According to DeMorgan’s First Law, what is an equivalent statement to "The kitchen floor needs mopping and the utensils need washing, but I will not do both."?

The two postulations are "I will mop the kitchen floor" and "I will wash the utensils." Simply modify the given statement to an "OR" statement and negate each of these postulations:

"Either I will not mop the kitchen floor or I will not wash the utensils."

P.S: that this statement lay open the likelihood that one of the tasks is completed, and it is also possible that neither chores are being completed.

### Solved Examples

Problem1:

How to deduce the following equation to standard form?

F = MNO +M'N

F’ = (MNO + M’N)’l

Solution1:

Using the De Morgan's law

We get,

= (MNO)’ (M’N)’

= (M’+N’+O’) (M+N’)

Now, applying the law of distributivity

= N’ + (M’+O’) M

Again, applying Distributivity

= N’ + M’M + O’M

= N’ + MO’ (standard form)l

Problem2:

Apply De Morgan's Law to determine the inverse of the below given equation and reduce to the form of the sum-of-product:

F = MO' + MNP' + MOP

Solution2:

F’= (MO' + MNP' + MOP)’

= (MO’)’ (MNP’)’ (MOP)’

= (M’+O)(M’+N’+P)(M’+O’+P’)

= M’+O (N’+P) (O’+P’)

= M’+ (N’+P) OP’

= M’ + ON’P’ + OPP’

Thus, we get = M’ + ON’P.

### Fun Facts

• Do you know the full form of DeMorgan’s Theorems? Its Demorgan’s theorem.

• No matter whether De Morgan's laws apply to sets, propositions, or logic gates, the anatomy always remains the same.

FAQ (Frequently Asked Questions)

What are DeMorgan's Theorems?

DeMorgan’s Theorems typically explain the correspondence between GATES with inverted inputs and GATES with inverted outputs. In simple terms, a NAND gate equals a Negative-OR gate, while a NOR gate equals a Negative-AND gate. There are 2 DeMorgan’s Theorems i.e.

1. DeMorgan’s First law or Theorem

2. DeMorgan’s Second law or Theorem

When “breaking-up” a complementation bar in a Boolean expression or equation, the operation without any deviation beneath the break (addition or multiplication) overturns, and moreover the bits of the broken bar still remain over the respective terms or variables.

Time and again, it becomes easier to deal with a mathematical problem by fragmenting the longest (uppermost) bar before breaking any bars beneath it. However, you should never try to break two bars in one step!

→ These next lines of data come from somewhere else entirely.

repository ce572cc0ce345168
pub mod run;
use serde::Serialize;

pub const SIGN_RAW_PAYLOAD_PATH: &str = "/public/v1/submit/sign_raw_payload";
pub const ACTIVITY_TYPE_SIGN_RAW_PAYLOAD_V2: &str = "ACTIVITY_TYPE_SIGN_RAW_PAYLOAD_V2";
pub const PAYLOAD_ENCODING_TEXT_UTF8: &str = "PAYLOAD_ENCODING_TEXT_UTF8";

#[derive(Debug, Clone, Copy, PartialEq, Eq, Serialize)]
pub enum HashFunction {
    #[serde(rename = "HASH_FUNCTION_SHA256")]
    Sha256,
    #[serde(rename = "HASH_FUNCTION_NOT_APPLICABLE")]
    NotApplicable,
}

impl HashFunction {
    /// Address-style identifiers (`0x...`) belong to keys the service hashes
    /// with SHA-256 before signing. Everything else signs the raw message.
    pub fn for_key(sign_with: &str) -> Self {
        let is_address = sign_with
            .get(..2)
            .is_some_and(|prefix| prefix.eq_ignore_ascii_case("0x"));
        if is_address {
            HashFunction::Sha256
        } else {
            HashFunction::NotApplicable
        }
    }
}

#[derive(Debug, Clone, PartialEq, Serialize)]
#[serde(rename_all = "camelCase")]
pub struct SignRawPayloadParams {
    pub sign_with: String,
    pub payload: String,
    pub encoding: &'static str,
    pub hash_function: HashFunction,
}

#[derive(Debug, Clone, PartialEq, Serialize)]
#[serde(rename_all = "camelCase")]
pub struct SignRawPayloadRequest {
    #[serde(rename = "type")]
    pub activity_type: &'static str,
    pub timestamp_ms: String,
    pub organization_id: String,
    pub parameters: SignRawPayloadParams,
}

/// Builds the sign-raw-payload activity for `payload`.
///
/// `timestamp_ms` keeps otherwise identical requests distinct.
pub fn build_sign_request(
    sign_with: &str,
    organization_id: &str,
    payload: &str,
    timestamp_ms: i64,
) -> SignRawPayloadRequest {
    SignRawPayloadRequest {
        activity_type: ACTIVITY_TYPE_SIGN_RAW_PAYLOAD_V2,
        timestamp_ms: timestamp_ms.to_string(),
        organization_id: organization_id.to_string(),
        parameters: SignRawPayloadParams {
            sign_with: sign_with.to_string(),
            payload: payload.to_string(),
            encoding: PAYLOAD_ENCODING_TEXT_UTF8,
            hash_function: HashFunction::for_key(sign_with),
        },
    }
}
#[macro_use]
extern crate anyhow;
#[macro_use]
extern crate tracing;

pub mod app;
pub mod bench;
pub mod cli;
pub mod http;
pub mod report;
pub mod sign;
pub mod timing;
pub mod tls;
use crate::bench::stats::Summary;
use crate::sign::client::SigningClient;
use crate::timing::as_millis_f64;
use anyhow::Context;
use chrono::{DateTime, Utc};
use std::time::Instant;

/// One measured call.
#[derive(Debug, Clone, PartialEq)]
pub struct IterationSample {
    pub index: u32,
    pub duration_ms: f64,
    pub started_at: DateTime<Utc>,
}

/// Receives benchmark progress as it happens.
pub trait ProgressSink {
    fn warmup(&mut self, duration_ms: f64);
    fn iteration(&mut self, sample: &IterationSample, total: u32);
}

#[derive(Debug, Clone)]
pub struct BenchmarkReport {
    pub warmup_ms: f64,
    /// Samples in execution order.
    pub samples: Vec<IterationSample>,
    pub summary: Summary,
}

/// Runs one discarded warmup call, then `iterations` measured calls one after
/// the other. The first failing call aborts the run.
pub async fn run_benchmark(
    client: &dyn SigningClient,
    iterations: u32,
    sink: &mut dyn ProgressSink,
) -> Result<BenchmarkReport, anyhow::Error> {
    ensure!(iterations >= 1, "iteration count must be at least 1");

    let start = Instant::now();
    let outcome = client
        .sign_raw_payload()
        .await
        .context("Warmup call failed")?;
    let warmup_ms = as_millis_f64(start.elapsed());
    debug!("Warmup outcome: {:?}", outcome);
    sink.warmup(warmup_ms);

    // Grows with completed calls only; `iterations` is caller-controlled.
    let mut samples = Vec::new();
    for index in 1..=iterations {
        let started_at = Utc::now();
        let start = Instant::now();
        client
            .sign_raw_payload()
            .await
            .with_context(|| format!("Signing call {}/{} failed", index, iterations))?;
        let sample = IterationSample {
            index,
            duration_ms: as_millis_f64(start.elapsed()),
            started_at,
        };
        sink.iteration(&sample, iterations);
        samples.push(sample);
    }

    let mut durations: Vec<f64> = samples.iter().map(|s| s.duration_ms).collect();
    let summary =
        Summary::from_samples(&mut durations).ok_or(anyhow!("no samples were collected"))?;

    Ok(BenchmarkReport {
        warmup_ms,
        samples,
        summary,
    })
}
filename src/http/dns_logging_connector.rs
use crate::timing::TimingCollector;
use hyper_util::client::legacy::connect::dns::Name;
use std::future::Future;
use std::net::SocketAddr;
use std::net::ToSocketAddrs;
use std::pin::Pin;
use std::sync::Arc;
use std::task::{Context as OtherContext, Poll};
use std::vec;
use tower_service::Service;

/// Blocking system resolver that logs results and marks DNS completion.
#[derive(Clone)]
pub struct DnsLoggingResolver {
    collector: Option<Arc<dyn TimingCollector>>,
}

impl DnsLoggingResolver {
    pub fn new(collector: Option<Arc<dyn TimingCollector>>) -> Self {
        Self { collector }
    }
}

impl Service<Name> for DnsLoggingResolver {
    type Response = vec::IntoIter<SocketAddr>;
    type Error = anyhow::Error;
    type Future = Pin<Box<dyn Future<Output = Result<Self::Response, Self::Error>> + Send>>;
    fn poll_ready(&mut self, _cx: &mut OtherContext<'_>) -> Poll<Result<(), Self::Error>> {
        Poll::Ready(Ok(()))
    }
    fn call(&mut self, name: Name) -> Self::Future {
        let collector = self.collector.clone();
        Box::pin(async move {
            let host = name.as_str().to_string();
            let host_for_log = host.clone();

            debug!("Resolving DNS for: {}", &host_for_log);

            let addrs_iter =
                tokio::task::spawn_blocking(move || (host, 0).to_socket_addrs()).await??;
            let addresses: Vec<_> = addrs_iter.collect();
            if let Some(collector) = collector {
                collector.mark_dns();
            }

            if addresses.is_empty() {
                error!(
                    "DNS resolution for {} returned no addresses.",
                    &host_for_log
                );
                return Err(anyhow!("No IP addresses found for host {}", host_for_log));
            }

            for (i, addr) in addresses.iter().enumerate() {
                if i == 0 {
                    debug!("Resolved IP: {}", addr.ip());
                } else {
                    debug!("Resolved IP (alternative): {}", addr.ip());
                }
            }

            Ok(addresses.into_iter())
        })
    }
}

Why is DeMorgan’s Theorem Useful?

DeMorgan’s Theorem is chiefly used to solve the different and the longest Boolean algebra expressions. As mentioned above, this theorem describes the equality between the gate with identical inverted input and inverted output thus making it a common application for incorporating the fundamental gate operations like NAND gate and NOR gate. Various other uses of DeMorgan’s Theorem include:-

• It is most widely executed in digital programming and even for drawing digital circuit diagrams.

• This law is also applicable in computer engineering for the purpose of creating logic gates.

• It essentially explains how mathematical concepts, statements as well as expressions are linked through their opposites.

• In set theory, the theorem relates to the union and bisection of sets through complements.

• In propositional rationale, De Morgan's theorems establish a link between conjunctions and disjunctions of propositions by way of negation.